Seriously… Would there be any other perfect place?
Sometimes we’d gather in Hillsville, Virginia where they didn’t have a LJS. The Tastee-Freeze would have to do in those cases.
I would go north to Pickaway, West Virginia with the Lively’s and Paula would come south to the thriving (comparatively speaking here) metropolis of Greensboro, North Carolina with the Sims’.
I love West Virginia and I always have. I dig the fact that you can wake up in the morning to find deer mere feet and inches away from your backdoor. I’ve even seen bears on Grandmother Clarkson’s front porch. I’ve seen bobcats and cougars running wild up there. And I’ve never admitted this to more than a handful of people, but my brother-in-law Kevin and I saw the Mothman once. I should elaborate on that story another time…
Another thing I love about West Virginia… During the summer, you can go to sleep in a house that feels like its on the outskirts of Hell because of the heat and then wake up freezing your ass off looking for any kind of cover along with a few more “Z’s”.
One time when I arrived at Casa de Lively, I immediately took my bags to his room where I was to spend the summer. I walked in and my eyes were instantly drawn to the bananas hanging about a foot and a half above the bed. There was a small ornamental hook screwed into the ceiling from which a thin rope was tied to. At the end of that rope was a small bunch of bananas.

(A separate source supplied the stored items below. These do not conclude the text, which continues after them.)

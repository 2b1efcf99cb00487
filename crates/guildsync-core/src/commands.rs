//! Admin text commands (`!guildsync create`, `!guildsync join <code>`, ...).

use std::sync::Arc;

use chrono::Utc;

use crate::{
    domain::{ChannelId, ChannelLink, GuildId, GuildRecord, SyncGroupId, UserId, UserRecord},
    languages::{find_by_code, normalize_language, LANGUAGES},
    ports::SyncStore,
    Error,
};

#[derive(Clone, Debug, PartialEq, Eq)]
pub enum AdminCommand {
    About,
    Create { language: String },
    Join { group_code: String, language: String },
    Leave,
    Languages,
    Help,
}

impl AdminCommand {
    pub fn requires_admin(&self) -> bool {
        matches!(
            self,
            AdminCommand::Create { .. } | AdminCommand::Join { .. } | AdminCommand::Leave
        )
    }
}

#[derive(Clone, Debug, PartialEq, Eq, thiserror::Error)]
pub enum CommandError {
    #[error("unknown command `{0}`")]
    Unknown(String),
    #[error("missing group code; usage: `join <group_code> [language]`")]
    MissingGroupCode,
    #[error("unsupported language `{0}`; see `languages`")]
    UnsupportedLanguage(String),
}

/// Parse `text` as a command under `prefix`.
///
/// `None` when the text is not addressed to us at all.
pub fn parse_command(text: &str, prefix: &str) -> Option<Result<AdminCommand, CommandError>> {
    let rest = text.trim().strip_prefix(prefix)?;
    // `!guildsyncfoo` is not ours.
    if !rest.is_empty() && !rest.starts_with(char::is_whitespace) {
        return None;
    }

    let mut args = rest.split_whitespace();
    let name = args.next().unwrap_or("help").to_lowercase();
    Some(match name.as_str() {
        "about" => Ok(AdminCommand::About),
        "create" => parse_language(args.next()).map(|language| AdminCommand::Create { language }),
        "join" => match args.next() {
            Some(code) => parse_language(args.next()).map(|language| AdminCommand::Join {
                group_code: code.to_string(),
                language,
            }),
            None => Err(CommandError::MissingGroupCode),
        },
        "leave" => Ok(AdminCommand::Leave),
        "languages" | "langs" => Ok(AdminCommand::Languages),
        "help" => Ok(AdminCommand::Help),
        other => Err(CommandError::Unknown(other.to_string())),
    })
}

fn parse_language(arg: Option<&str>) -> Result<String, CommandError> {
    match arg {
        None => Ok(normalize_language(None)),
        Some(code) => find_by_code(code)
            .map(|l| l.code.to_string())
            .ok_or_else(|| CommandError::UnsupportedLanguage(code.to_string())),
    }
}

/// Who issued a command, and where.
#[derive(Clone, Debug)]
pub struct CommandContext {
    pub user_id: UserId,
    pub username: String,
    pub guild_id: GuildId,
    pub guild_name: String,
    pub guild_icon: Option<String>,
    pub channel_id: ChannelId,
    pub channel_name: String,
    /// Trusted flag supplied by the platform adapter.
    pub is_admin: bool,
}

pub const ABOUT_TEXT: &str = "**GuildSync** is a free, open-source, self-hostable Discord bot \
designed to break down language barriers in global gaming communities. \
It enables seamless, real-time multilingual communication and cross-server collaboration.";

pub struct CommandService {
    store: Arc<dyn SyncStore>,
    prefix: String,
}

impl CommandService {
    pub fn new(store: Arc<dyn SyncStore>, prefix: impl Into<String>) -> Self {
        Self {
            store,
            prefix: prefix.into(),
        }
    }

    pub fn prefix(&self) -> &str {
        &self.prefix
    }

    /// Execute and return the reply text. Failures become readable replies.
    pub async fn execute(&self, cmd: AdminCommand, ctx: &CommandContext) -> String {
        if cmd.requires_admin() && !ctx.is_admin {
            return "You need the Administrator permission to manage sync groups.".to_string();
        }

        let result = match &cmd {
            AdminCommand::About => Ok(ABOUT_TEXT.to_string()),
            AdminCommand::Languages => Ok(languages_text()),
            AdminCommand::Help => Ok(self.help_text()),
            AdminCommand::Create { language } => self.create(ctx, language).await,
            AdminCommand::Join {
                group_code,
                language,
            } => self.join(ctx, group_code, language).await,
            AdminCommand::Leave => self.leave(ctx).await,
        };

        match result {
            Ok(reply) => reply,
            Err(e) => {
                tracing::warn!(command = ?cmd, channel = ctx.channel_id.0, error = %e, "command failed");
                match e {
                    Error::Store(msg) => format!("Could not update sync settings: {msg}."),
                    _ => "Something went wrong while running that command.".to_string(),
                }
            }
        }
    }

    async fn register_caller(&self, ctx: &CommandContext) -> crate::Result<()> {
        self.store
            .upsert_user(UserRecord {
                id: ctx.user_id,
                username: ctx.username.clone(),
            })
            .await?;
        self.store
            .upsert_guild(GuildRecord {
                id: ctx.guild_id,
                name: ctx.guild_name.clone(),
                icon_url: ctx.guild_icon.clone(),
            })
            .await
    }

    fn link_for(&self, ctx: &CommandContext, group_id: SyncGroupId, language: &str) -> ChannelLink {
        ChannelLink {
            channel_id: ctx.channel_id,
            sync_group_id: group_id,
            language_code: Some(language.to_string()),
            guild_id: ctx.guild_id,
            name: ctx.channel_name.clone(),
            added_by: ctx.user_id,
            created_at: Utc::now(),
        }
    }

    async fn create(&self, ctx: &CommandContext, language: &str) -> crate::Result<String> {
        if let Some(existing) = self.store.find_group_for_channel(ctx.channel_id).await? {
            return Ok(format!(
                "This channel is already linked to sync group `{existing}`. Use `{} leave` first.",
                self.prefix
            ));
        }
        self.register_caller(ctx).await?;
        let group = self.store.create_group(ctx.user_id).await?;
        if let Err(e) = self
            .store
            .link_channel(self.link_for(ctx, group.id.clone(), language))
            .await
        {
            if let Err(cleanup) = self.store.delete_group(&group.id).await {
                tracing::warn!(group = %group.id, error = %cleanup, "failed to remove unlinked sync group");
            }
            return Err(e);
        }

        tracing::info!(group = %group.id, channel = ctx.channel_id.0, language, "channel linked to new sync group");
        Ok(format!(
            "Created new sync group and linked channel <#{}>!\n**Group code:** `{}`\n\nTo link another channel, use:\n`{} join {} [language]`",
            ctx.channel_id, group.id, self.prefix, group.id
        ))
    }

    async fn join(&self, ctx: &CommandContext, group_code: &str, language: &str) -> crate::Result<String> {
        let group_id = SyncGroupId(group_code.to_string());
        if self.store.get_group(&group_id).await?.is_none() {
            return Ok(format!("No sync group with code `{group_code}` exists."));
        }
        if let Some(existing) = self.store.find_group_for_channel(ctx.channel_id).await? {
            return Ok(format!(
                "This channel is already linked to sync group `{existing}`. Use `{} leave` first.",
                self.prefix
            ));
        }
        self.register_caller(ctx).await?;
        self.store
            .link_channel(self.link_for(ctx, group_id, language))
            .await?;

        tracing::info!(group = group_code, channel = ctx.channel_id.0, language, "channel joined sync group");
        Ok(format!(
            "Linked channel <#{}> to sync group `{group_code}`!",
            ctx.channel_id
        ))
    }

    async fn leave(&self, ctx: &CommandContext) -> crate::Result<String> {
        Ok(match self.store.unlink_channel(ctx.channel_id).await? {
            Some(link) => {
                tracing::info!(group = %link.sync_group_id, channel = ctx.channel_id.0, "channel left sync group");
                format!(
                    "Unlinked channel <#{}> from sync group `{}`.",
                    ctx.channel_id, link.sync_group_id
                )
            }
            None => "This channel is not linked to any sync group.".to_string(),
        })
    }

    fn help_text(&self) -> String {
        let p = &self.prefix;
        format!(
            "**GuildSync commands**\n\
             `{p} about` - what this bot does\n\
             `{p} create [language]` - start a sync group with this channel (admin)\n\
             `{p} join <group_code> [language]` - link this channel to a group (admin)\n\
             `{p} leave` - unlink this channel (admin)\n\
             `{p} languages` - list supported language codes\n\
             React to any message with a country flag to get a translation."
        )
    }
}

fn languages_text() -> String {
    let mut out = String::from("**Supported languages**\n");
    for l in LANGUAGES {
        out.push_str(&format!("{} `{}` {}\n", l.flag, l.code, l.native_name));
    }
    out
}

Strange? Yes. So I stood there for more than a few seconds to ponder as to why someone would do such a thing.
When Dan come into his bedroom, I asked, “Dan? Why are there bananas hanging from your ceiling?”
He told me that sometimes he got hungry in the middle of the night. And to satisfy his hunger, he would simply reach up from a prone, sleeping position and grab a banana. He would eat it, toss the skin into a nearby trashcan, and go back to sleep.
I didn’t believe him. I thought he was setting me up for some kind of joke… Until I saw the banana hook being utilized.
I tend to only sleep about 7 or 8 hours and when I wake up, I get out of bed. I cannot lay around doing nothing even if I have the time to do so. It drives me crazy to lay around in bed more than 5 minutes after fully waking up. Unless there’s a lady involved.
Dan will lay there for hours after waking up and it used to drive me insane because I wanted to get out and do something during those summers. I’ve even clocked Dan at over 14 hours in bed when he wasn’t sick or sleeping. He was simply being lazy because he had nothing to do that day.
One morning after waking up, I tried laying there for awhile to see if I could get the hang of it. As I laid there painfully awake, I saw Dan reach up and pick off a banana to eat. He didn’t even open his eyes! After he was done eating it, he tossed the skin into the nearby trash can and went on with his business as usual… Lazing about.
I didn’t know if that was the most pathetic thing that I had ever seen or if it was the most genius thing.